:: Your task ::
Report how many lines of the listing below include the word "ComponentTemplate". Give nothing but the number.
============
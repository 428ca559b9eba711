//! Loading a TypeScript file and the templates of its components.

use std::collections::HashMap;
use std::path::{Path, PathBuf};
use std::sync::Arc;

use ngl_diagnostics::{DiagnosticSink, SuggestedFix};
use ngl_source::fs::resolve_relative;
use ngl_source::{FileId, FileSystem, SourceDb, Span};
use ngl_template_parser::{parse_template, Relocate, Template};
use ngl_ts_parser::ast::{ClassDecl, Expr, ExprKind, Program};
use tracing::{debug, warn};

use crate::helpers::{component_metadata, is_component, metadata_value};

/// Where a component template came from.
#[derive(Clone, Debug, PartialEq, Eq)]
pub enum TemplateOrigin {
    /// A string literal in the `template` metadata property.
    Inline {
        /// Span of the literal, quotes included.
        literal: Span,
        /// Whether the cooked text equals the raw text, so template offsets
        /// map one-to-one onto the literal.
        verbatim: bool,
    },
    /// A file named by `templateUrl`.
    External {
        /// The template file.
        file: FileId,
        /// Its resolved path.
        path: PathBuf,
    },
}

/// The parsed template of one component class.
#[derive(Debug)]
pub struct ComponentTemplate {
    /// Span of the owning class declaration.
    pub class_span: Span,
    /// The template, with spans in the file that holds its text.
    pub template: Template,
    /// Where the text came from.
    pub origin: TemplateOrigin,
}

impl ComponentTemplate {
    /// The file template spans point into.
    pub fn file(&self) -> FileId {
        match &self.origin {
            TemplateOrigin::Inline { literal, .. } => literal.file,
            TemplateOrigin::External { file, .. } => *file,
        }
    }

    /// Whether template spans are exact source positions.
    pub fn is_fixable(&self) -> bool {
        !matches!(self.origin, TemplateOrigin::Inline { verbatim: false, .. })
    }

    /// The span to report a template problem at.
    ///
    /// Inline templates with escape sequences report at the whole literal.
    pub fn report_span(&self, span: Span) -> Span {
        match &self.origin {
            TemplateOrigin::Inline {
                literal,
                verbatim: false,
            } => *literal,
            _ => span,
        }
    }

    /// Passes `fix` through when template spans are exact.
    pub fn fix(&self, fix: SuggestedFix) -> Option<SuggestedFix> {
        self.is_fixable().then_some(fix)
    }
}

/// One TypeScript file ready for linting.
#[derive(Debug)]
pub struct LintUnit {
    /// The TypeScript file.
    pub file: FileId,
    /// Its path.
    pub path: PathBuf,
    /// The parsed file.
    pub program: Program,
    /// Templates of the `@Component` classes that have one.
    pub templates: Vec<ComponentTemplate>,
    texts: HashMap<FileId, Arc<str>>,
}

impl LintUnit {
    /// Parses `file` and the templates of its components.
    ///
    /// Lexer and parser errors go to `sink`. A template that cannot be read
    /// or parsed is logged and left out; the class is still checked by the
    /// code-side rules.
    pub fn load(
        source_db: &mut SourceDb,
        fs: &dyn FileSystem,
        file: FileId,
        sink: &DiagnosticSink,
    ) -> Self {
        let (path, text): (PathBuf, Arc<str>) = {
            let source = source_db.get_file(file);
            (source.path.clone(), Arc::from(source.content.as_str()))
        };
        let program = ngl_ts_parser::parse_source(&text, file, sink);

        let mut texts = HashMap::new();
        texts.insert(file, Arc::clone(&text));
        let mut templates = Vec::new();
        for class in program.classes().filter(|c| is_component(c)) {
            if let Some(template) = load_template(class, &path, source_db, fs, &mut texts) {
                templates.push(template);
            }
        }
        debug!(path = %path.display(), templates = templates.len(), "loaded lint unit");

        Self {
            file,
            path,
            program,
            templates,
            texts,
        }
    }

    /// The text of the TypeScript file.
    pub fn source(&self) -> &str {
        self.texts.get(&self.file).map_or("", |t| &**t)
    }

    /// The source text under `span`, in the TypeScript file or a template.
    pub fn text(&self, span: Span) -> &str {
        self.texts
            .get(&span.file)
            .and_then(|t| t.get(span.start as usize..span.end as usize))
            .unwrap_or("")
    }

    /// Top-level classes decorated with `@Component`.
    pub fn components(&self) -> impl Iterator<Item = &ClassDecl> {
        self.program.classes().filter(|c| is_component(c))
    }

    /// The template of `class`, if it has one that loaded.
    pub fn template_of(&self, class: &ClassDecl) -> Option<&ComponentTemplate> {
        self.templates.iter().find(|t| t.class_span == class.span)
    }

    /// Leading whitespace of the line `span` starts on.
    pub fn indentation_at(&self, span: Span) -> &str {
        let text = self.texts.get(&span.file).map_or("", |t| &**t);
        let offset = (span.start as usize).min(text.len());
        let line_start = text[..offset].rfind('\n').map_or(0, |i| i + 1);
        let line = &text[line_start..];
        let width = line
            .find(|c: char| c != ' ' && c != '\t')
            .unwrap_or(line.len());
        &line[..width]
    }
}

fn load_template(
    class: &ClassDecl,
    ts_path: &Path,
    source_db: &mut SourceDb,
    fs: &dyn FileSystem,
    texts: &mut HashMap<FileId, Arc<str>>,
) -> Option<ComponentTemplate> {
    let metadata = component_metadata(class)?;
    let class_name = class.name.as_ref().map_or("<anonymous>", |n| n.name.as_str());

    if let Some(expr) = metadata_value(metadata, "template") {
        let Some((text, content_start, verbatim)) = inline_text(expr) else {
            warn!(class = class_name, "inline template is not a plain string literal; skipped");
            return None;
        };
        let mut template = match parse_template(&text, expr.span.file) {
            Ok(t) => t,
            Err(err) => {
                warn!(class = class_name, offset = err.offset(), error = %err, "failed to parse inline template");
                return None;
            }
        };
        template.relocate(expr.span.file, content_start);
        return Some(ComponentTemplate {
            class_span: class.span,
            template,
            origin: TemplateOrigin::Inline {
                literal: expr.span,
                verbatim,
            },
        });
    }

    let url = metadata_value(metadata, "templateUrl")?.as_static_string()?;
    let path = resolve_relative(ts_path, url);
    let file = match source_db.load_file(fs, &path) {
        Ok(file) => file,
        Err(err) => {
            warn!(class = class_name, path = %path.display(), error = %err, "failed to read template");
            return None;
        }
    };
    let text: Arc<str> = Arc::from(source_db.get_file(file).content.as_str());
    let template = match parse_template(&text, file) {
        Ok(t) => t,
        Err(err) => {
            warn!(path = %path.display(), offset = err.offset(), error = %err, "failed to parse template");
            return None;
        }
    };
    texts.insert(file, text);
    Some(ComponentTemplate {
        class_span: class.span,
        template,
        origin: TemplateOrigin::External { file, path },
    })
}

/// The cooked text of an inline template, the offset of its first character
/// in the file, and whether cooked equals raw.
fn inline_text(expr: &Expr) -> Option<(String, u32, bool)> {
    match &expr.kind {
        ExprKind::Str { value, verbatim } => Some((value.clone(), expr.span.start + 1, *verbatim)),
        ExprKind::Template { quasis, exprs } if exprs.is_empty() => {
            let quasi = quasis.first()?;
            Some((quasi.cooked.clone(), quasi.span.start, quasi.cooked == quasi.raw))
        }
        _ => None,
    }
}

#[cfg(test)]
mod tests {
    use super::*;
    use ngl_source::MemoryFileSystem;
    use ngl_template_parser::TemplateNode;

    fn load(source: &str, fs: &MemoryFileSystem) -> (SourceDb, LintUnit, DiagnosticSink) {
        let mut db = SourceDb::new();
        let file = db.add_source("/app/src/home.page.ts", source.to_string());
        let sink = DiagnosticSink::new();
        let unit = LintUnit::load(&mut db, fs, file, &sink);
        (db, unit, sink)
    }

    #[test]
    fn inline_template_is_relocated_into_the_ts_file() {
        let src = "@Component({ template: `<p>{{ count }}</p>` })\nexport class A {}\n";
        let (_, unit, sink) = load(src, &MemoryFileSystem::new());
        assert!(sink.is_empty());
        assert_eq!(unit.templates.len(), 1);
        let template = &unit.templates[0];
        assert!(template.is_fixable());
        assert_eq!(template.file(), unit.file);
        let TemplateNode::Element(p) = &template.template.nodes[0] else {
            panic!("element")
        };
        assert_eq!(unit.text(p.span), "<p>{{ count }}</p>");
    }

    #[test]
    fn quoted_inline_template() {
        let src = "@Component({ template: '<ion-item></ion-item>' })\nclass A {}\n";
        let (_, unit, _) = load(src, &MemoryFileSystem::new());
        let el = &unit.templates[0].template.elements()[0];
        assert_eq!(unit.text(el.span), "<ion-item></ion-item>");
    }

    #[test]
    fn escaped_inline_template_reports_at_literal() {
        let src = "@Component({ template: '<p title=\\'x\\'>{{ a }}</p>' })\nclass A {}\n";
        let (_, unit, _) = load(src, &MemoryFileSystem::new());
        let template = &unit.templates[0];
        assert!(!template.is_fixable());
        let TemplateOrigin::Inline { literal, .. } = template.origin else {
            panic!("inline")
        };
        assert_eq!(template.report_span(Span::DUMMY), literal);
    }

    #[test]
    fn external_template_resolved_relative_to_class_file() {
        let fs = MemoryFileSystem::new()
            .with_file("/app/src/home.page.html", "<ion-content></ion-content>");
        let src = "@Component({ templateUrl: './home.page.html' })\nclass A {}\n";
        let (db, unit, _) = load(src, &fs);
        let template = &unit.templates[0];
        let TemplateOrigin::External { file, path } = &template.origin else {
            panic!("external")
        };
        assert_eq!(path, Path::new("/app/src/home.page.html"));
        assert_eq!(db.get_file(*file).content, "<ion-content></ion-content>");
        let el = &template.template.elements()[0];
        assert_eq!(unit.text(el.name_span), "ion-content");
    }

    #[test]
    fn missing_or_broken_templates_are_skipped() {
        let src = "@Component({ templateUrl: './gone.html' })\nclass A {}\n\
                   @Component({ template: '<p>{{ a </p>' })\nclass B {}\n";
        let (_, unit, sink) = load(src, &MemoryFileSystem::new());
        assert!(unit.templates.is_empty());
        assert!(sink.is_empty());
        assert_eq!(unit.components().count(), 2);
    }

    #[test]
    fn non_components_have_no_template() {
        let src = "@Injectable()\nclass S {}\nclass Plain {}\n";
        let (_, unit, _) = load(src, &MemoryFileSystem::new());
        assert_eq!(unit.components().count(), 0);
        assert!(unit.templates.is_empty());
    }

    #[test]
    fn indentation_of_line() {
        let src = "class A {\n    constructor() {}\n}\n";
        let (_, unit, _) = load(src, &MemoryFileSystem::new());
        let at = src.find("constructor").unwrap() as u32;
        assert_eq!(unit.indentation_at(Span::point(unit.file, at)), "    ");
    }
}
============
:: Response ::
7